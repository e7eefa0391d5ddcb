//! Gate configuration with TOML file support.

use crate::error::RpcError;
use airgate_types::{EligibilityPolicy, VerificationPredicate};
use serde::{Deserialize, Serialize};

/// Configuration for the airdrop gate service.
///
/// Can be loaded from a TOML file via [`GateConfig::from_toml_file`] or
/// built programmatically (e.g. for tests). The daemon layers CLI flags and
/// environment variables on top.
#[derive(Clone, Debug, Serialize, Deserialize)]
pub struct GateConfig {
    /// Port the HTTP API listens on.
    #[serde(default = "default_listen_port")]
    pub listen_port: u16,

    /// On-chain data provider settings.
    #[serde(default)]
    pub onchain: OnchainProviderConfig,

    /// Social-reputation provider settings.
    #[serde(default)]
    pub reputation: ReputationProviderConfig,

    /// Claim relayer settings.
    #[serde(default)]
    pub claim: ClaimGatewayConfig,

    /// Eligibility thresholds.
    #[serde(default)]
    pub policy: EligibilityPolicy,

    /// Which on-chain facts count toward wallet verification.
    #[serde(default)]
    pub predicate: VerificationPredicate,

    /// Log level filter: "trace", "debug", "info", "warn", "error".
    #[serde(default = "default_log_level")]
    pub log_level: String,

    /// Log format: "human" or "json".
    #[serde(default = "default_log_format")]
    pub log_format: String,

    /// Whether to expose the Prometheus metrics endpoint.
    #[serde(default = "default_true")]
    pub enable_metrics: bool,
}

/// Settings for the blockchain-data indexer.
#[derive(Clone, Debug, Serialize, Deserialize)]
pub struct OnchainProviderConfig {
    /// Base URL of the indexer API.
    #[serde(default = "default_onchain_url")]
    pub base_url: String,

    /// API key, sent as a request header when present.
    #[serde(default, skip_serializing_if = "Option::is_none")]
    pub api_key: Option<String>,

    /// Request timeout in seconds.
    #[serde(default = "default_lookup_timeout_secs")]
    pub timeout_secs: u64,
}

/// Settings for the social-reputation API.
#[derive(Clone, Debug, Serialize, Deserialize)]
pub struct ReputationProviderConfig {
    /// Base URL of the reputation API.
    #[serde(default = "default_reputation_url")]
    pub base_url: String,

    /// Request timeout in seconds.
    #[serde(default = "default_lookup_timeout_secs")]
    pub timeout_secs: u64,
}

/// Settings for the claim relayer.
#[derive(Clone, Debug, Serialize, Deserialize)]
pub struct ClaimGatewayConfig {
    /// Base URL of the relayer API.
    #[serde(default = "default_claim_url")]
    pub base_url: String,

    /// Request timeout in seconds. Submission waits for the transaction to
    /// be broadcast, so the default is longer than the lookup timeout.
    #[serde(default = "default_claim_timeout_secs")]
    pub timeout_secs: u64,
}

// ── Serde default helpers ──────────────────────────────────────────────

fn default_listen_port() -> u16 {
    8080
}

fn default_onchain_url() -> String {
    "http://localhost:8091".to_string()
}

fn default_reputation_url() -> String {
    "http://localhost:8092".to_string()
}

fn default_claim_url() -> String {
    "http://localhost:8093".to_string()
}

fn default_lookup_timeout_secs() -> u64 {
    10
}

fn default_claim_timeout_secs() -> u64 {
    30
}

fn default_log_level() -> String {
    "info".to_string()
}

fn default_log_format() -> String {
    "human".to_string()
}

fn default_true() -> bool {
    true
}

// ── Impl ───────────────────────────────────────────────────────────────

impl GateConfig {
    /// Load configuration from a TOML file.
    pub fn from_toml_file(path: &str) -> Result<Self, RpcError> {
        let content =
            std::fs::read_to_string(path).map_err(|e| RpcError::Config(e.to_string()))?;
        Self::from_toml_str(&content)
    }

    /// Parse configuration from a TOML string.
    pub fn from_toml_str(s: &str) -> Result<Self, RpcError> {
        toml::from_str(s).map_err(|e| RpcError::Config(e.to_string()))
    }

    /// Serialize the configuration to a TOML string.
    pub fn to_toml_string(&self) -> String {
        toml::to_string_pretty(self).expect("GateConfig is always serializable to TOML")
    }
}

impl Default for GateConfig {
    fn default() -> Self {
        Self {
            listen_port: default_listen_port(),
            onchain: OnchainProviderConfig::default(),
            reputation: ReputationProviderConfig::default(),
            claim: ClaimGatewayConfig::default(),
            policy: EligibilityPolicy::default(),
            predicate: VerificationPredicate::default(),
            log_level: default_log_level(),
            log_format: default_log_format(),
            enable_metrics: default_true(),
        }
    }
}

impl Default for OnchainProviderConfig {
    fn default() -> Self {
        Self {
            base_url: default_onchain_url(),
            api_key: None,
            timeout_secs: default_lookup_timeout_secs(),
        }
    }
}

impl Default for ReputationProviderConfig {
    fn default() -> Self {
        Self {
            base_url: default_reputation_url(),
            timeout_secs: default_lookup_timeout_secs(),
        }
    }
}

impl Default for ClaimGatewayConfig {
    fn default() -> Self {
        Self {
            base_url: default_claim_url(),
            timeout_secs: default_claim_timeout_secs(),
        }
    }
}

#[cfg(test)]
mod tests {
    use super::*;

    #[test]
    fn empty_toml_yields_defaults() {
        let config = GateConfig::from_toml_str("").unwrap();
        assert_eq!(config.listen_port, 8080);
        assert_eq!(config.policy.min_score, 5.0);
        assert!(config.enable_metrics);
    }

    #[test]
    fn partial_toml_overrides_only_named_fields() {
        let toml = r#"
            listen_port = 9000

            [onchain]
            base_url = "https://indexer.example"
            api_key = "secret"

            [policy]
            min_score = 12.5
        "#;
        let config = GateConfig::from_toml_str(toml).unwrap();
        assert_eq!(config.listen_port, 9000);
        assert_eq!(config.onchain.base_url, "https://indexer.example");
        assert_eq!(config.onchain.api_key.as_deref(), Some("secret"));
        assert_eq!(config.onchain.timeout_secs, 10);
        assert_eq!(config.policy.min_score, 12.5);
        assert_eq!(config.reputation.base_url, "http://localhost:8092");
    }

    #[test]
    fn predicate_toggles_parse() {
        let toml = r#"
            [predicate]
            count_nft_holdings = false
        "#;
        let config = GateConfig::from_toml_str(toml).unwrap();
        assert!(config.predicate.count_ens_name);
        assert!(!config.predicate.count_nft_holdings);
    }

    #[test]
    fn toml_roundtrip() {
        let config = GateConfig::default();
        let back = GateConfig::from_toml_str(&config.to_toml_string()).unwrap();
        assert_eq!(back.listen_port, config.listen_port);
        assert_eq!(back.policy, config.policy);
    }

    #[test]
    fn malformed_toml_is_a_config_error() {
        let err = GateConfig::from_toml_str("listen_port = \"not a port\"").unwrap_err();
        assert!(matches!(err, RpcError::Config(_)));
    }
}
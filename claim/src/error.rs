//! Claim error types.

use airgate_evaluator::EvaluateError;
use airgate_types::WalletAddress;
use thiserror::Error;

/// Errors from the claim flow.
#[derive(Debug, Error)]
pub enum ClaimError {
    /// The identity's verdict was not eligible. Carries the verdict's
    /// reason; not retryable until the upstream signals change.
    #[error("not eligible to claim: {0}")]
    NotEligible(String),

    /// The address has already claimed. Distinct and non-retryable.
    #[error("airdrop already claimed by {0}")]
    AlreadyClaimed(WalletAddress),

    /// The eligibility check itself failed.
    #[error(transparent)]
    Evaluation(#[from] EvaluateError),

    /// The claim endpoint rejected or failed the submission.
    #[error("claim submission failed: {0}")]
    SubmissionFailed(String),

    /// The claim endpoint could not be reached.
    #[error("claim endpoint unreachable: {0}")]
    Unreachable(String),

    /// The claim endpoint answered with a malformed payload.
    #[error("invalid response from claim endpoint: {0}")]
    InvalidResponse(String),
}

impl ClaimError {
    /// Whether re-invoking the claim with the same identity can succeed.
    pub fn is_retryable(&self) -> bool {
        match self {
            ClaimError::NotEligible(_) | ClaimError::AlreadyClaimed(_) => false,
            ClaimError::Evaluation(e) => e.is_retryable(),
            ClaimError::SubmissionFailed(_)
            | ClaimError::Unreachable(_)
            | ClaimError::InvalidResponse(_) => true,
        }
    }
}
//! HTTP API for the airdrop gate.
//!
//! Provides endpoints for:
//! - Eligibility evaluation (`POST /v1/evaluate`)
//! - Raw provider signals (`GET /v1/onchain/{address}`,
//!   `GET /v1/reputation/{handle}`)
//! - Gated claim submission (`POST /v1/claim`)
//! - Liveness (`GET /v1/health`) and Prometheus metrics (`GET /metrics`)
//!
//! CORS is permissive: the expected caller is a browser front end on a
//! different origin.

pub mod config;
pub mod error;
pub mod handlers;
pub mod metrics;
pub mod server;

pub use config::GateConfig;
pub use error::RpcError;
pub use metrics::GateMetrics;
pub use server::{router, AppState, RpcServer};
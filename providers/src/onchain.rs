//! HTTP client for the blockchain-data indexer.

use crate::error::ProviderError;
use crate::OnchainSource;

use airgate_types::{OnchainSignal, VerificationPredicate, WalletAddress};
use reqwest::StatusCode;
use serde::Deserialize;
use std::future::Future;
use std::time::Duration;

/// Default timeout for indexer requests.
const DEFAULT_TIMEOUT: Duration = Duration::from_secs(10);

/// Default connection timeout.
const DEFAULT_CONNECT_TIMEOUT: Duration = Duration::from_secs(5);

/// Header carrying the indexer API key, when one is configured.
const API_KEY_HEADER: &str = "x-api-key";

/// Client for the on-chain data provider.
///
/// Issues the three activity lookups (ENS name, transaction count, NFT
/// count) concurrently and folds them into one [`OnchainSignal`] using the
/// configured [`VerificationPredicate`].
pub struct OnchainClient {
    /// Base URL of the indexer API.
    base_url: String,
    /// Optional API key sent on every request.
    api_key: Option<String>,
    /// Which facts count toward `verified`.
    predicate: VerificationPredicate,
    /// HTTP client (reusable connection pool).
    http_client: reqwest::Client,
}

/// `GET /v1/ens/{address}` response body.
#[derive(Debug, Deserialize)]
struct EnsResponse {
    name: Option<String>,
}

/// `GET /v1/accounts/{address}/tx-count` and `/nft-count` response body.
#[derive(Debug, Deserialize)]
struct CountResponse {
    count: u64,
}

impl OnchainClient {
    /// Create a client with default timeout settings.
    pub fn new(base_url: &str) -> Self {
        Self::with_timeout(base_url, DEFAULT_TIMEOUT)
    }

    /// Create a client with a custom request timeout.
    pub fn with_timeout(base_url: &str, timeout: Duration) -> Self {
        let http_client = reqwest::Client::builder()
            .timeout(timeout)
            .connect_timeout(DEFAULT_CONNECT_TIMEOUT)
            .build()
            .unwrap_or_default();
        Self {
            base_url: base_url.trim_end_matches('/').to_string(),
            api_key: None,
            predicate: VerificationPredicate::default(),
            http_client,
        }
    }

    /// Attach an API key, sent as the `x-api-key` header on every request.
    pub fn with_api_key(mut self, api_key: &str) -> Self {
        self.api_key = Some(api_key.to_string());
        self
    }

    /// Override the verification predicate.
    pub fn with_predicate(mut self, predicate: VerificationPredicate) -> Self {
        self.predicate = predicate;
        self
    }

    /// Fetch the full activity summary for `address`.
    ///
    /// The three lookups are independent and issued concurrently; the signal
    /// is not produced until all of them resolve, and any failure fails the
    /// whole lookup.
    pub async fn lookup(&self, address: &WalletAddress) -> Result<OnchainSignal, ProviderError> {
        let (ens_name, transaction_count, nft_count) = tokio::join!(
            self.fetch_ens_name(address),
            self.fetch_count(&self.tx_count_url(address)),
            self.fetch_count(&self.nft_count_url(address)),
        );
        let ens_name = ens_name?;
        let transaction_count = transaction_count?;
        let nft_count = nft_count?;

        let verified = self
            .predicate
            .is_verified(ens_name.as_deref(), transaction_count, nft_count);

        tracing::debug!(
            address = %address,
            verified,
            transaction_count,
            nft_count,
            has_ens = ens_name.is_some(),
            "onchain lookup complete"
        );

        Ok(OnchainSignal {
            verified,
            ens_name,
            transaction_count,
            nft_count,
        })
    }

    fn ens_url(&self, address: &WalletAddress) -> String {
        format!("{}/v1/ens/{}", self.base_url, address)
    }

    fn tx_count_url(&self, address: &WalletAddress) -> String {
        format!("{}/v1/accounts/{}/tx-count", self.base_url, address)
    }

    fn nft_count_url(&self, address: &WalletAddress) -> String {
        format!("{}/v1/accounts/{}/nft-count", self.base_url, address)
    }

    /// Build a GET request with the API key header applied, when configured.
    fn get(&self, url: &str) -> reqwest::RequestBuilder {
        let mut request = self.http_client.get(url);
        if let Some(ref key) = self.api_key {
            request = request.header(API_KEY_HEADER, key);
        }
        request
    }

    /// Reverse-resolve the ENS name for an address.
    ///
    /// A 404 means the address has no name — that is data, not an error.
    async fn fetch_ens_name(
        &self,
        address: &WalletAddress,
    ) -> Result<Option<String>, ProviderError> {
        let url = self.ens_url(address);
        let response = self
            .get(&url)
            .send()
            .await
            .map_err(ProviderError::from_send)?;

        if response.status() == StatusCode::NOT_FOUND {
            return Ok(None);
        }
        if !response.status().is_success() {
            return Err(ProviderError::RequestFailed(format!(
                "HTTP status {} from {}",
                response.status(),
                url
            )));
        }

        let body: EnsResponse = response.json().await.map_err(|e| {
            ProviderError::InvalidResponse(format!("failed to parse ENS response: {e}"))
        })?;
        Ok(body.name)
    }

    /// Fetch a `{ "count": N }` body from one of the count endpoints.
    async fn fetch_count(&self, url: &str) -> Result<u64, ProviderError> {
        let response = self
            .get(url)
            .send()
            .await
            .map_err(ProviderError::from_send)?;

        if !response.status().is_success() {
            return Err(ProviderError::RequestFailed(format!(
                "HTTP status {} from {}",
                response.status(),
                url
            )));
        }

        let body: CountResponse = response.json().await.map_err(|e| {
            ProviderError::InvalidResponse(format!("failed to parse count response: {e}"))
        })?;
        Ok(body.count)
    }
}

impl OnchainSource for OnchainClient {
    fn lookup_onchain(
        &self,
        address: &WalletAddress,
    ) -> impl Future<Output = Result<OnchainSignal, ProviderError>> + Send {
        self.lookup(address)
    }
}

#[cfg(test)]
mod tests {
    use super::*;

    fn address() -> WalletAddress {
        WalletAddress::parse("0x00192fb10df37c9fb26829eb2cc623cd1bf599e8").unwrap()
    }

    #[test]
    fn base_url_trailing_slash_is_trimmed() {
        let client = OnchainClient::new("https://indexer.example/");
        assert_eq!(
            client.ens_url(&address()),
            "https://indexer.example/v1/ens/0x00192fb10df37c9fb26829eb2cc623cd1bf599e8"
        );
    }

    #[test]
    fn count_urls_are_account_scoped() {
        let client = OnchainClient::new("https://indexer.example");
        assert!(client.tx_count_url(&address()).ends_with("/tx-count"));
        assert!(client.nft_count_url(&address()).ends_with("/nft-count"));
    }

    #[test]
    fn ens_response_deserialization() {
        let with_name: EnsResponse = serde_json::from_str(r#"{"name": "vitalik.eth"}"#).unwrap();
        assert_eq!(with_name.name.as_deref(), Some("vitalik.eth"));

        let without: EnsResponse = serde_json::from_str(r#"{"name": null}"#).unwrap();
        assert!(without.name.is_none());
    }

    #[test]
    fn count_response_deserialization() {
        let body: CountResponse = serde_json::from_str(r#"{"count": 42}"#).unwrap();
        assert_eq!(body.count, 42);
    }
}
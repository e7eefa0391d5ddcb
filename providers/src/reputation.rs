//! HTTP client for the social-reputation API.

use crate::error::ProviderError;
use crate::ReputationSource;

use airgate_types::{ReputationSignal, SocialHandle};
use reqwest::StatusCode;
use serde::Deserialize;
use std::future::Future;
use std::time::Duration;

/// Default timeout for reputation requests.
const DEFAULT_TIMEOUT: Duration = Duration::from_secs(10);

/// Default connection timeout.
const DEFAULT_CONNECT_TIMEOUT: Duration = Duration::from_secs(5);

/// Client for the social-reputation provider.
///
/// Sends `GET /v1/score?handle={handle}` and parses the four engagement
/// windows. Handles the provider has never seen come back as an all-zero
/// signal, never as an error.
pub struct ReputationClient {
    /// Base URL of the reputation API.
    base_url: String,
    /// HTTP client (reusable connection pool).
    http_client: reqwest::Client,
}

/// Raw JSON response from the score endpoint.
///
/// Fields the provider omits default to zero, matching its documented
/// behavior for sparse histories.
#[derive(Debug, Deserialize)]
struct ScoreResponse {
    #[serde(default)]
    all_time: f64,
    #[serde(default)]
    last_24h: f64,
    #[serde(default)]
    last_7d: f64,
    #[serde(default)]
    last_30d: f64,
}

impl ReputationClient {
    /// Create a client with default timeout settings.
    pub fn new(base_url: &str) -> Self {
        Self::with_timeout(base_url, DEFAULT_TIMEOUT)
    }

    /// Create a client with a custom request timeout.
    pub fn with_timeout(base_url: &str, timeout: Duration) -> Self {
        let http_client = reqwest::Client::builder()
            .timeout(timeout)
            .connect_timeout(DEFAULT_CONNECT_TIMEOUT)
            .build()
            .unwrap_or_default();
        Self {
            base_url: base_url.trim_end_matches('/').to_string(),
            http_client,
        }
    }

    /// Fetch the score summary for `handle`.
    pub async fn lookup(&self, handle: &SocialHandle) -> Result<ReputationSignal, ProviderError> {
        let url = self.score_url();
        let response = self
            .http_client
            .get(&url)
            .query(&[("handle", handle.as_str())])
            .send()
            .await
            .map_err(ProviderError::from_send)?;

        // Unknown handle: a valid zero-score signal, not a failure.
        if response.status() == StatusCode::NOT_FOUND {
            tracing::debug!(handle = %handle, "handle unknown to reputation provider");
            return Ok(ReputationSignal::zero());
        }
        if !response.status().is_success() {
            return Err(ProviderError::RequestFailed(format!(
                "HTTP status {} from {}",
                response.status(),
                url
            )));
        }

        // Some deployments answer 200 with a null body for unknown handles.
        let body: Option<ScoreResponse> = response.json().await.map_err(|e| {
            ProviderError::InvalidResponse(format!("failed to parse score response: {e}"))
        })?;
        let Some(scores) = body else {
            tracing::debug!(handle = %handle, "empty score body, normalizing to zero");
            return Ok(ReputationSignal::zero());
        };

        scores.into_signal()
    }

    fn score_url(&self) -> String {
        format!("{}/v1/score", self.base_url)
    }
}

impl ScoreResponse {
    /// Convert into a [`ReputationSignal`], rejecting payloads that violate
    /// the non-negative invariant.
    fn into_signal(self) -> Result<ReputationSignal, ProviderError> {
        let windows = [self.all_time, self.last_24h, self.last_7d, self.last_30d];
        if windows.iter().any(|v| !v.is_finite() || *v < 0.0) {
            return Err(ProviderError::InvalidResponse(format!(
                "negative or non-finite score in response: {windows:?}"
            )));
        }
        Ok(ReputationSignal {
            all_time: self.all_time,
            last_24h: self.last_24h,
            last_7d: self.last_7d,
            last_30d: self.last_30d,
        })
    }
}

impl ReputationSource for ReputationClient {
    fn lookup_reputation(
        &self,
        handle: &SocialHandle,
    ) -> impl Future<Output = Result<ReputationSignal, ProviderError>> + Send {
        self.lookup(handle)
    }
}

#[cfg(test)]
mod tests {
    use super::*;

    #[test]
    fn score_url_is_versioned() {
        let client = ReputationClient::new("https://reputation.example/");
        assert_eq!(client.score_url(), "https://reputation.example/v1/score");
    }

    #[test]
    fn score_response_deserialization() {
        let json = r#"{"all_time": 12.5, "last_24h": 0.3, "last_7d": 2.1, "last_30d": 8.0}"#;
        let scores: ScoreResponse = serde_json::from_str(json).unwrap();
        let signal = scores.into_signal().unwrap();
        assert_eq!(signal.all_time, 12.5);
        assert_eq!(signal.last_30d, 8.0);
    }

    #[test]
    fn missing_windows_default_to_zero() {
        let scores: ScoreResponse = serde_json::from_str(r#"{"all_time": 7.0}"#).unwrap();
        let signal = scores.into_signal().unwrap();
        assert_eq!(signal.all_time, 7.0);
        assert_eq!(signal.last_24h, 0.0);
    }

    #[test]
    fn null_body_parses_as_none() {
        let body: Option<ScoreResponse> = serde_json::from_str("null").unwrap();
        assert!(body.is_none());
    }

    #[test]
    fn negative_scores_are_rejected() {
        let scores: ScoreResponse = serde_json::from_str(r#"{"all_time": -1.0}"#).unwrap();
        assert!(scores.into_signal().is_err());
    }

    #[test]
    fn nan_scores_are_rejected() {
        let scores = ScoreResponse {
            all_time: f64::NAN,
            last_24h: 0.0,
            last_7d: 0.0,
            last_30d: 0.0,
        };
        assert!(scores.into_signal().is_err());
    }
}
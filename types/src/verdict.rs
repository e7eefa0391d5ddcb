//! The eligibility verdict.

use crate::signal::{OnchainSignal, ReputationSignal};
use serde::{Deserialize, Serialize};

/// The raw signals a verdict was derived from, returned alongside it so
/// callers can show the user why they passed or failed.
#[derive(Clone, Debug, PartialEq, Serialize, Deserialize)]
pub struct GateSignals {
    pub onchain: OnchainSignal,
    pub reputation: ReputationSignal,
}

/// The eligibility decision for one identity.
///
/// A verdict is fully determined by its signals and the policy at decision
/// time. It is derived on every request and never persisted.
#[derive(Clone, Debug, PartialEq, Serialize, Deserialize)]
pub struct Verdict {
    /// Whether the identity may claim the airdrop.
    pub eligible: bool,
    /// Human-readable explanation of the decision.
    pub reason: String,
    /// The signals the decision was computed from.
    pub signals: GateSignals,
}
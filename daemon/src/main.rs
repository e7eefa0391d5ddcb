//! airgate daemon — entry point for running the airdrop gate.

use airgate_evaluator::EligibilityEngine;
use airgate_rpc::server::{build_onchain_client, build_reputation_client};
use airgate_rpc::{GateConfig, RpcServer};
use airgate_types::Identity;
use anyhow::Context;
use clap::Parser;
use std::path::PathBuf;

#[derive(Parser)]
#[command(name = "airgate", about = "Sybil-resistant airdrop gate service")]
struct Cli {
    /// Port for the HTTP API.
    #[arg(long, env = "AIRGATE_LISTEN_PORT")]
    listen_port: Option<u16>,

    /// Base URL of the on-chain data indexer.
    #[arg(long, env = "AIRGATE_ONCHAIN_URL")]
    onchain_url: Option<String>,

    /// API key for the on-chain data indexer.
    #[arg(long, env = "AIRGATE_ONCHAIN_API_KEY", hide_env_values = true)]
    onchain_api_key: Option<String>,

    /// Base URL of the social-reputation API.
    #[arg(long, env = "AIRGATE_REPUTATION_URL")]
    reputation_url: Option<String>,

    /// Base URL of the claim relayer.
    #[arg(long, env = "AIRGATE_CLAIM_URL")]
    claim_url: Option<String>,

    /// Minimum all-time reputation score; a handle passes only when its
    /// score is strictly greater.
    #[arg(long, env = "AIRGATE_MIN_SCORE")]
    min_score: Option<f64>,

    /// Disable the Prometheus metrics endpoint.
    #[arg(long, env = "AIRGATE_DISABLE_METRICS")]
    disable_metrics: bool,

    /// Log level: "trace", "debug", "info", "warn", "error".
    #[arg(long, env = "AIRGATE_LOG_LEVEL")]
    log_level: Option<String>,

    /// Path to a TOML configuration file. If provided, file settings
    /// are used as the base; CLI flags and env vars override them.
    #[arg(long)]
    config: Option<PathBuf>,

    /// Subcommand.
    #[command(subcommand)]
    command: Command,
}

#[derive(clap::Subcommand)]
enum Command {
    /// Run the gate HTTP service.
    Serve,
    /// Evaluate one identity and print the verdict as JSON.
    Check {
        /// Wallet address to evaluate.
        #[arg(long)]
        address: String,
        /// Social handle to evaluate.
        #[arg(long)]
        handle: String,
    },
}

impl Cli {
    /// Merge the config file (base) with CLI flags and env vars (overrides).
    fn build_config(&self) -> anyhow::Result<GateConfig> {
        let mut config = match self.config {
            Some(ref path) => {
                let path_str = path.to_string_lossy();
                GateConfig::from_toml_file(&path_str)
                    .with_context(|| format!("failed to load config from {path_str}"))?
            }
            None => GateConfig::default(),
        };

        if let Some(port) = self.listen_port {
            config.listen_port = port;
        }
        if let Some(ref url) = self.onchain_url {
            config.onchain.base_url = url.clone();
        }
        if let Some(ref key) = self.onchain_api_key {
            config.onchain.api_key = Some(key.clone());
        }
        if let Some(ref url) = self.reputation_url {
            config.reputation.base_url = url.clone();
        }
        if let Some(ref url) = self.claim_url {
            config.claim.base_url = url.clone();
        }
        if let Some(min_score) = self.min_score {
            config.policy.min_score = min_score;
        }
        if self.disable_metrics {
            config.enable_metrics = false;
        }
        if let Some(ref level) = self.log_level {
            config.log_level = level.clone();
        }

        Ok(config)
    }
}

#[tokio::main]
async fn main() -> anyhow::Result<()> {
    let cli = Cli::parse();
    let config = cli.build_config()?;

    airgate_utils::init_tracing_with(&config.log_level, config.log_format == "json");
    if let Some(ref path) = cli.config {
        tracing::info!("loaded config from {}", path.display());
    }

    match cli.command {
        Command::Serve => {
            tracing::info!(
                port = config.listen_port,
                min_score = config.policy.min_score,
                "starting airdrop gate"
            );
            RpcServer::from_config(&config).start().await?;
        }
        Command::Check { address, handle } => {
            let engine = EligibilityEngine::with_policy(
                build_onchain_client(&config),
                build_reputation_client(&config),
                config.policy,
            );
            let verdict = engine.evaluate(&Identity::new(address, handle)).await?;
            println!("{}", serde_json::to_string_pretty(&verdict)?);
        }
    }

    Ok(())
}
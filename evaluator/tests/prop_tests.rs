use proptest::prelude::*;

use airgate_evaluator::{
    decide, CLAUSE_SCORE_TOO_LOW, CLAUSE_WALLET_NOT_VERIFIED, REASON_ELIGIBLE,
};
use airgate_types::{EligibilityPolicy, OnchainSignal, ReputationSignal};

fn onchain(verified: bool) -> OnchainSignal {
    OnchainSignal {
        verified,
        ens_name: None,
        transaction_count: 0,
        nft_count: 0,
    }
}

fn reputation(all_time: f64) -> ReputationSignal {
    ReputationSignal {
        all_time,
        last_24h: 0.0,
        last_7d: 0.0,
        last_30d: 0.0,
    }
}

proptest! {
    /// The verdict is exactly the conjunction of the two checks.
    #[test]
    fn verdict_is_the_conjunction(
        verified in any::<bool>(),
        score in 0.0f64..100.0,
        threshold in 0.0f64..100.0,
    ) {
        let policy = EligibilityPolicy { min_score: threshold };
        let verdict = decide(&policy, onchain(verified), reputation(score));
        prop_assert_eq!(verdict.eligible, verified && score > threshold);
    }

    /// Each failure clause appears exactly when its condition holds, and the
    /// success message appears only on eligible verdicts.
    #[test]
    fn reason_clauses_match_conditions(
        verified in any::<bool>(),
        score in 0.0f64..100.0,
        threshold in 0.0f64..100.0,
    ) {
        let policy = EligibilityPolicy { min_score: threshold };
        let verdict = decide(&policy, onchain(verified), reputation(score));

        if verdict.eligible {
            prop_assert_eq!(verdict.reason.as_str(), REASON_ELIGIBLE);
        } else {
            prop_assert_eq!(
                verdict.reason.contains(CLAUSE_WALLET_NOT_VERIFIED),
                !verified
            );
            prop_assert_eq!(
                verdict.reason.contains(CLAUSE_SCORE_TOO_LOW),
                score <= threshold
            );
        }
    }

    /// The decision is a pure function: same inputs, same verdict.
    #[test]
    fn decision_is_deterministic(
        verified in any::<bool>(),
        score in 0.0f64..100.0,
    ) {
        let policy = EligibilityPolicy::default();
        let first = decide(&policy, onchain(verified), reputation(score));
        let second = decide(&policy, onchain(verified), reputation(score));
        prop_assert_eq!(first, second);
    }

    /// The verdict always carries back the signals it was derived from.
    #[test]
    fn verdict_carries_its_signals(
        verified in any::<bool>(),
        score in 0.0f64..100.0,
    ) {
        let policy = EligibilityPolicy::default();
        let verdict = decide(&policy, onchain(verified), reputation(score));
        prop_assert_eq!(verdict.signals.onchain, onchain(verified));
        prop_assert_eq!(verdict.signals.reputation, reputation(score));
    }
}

_WHAT YOU SHOULD DO_:
Go through the data and return each line where the word "every" appears.

_RESPONSE TO THE TASK_:
    /// Optional API key sent on every request.
    /// Attach an API key, sent as the `x-api-key` header on every request.
/// time. It is derived on every request and never persisted.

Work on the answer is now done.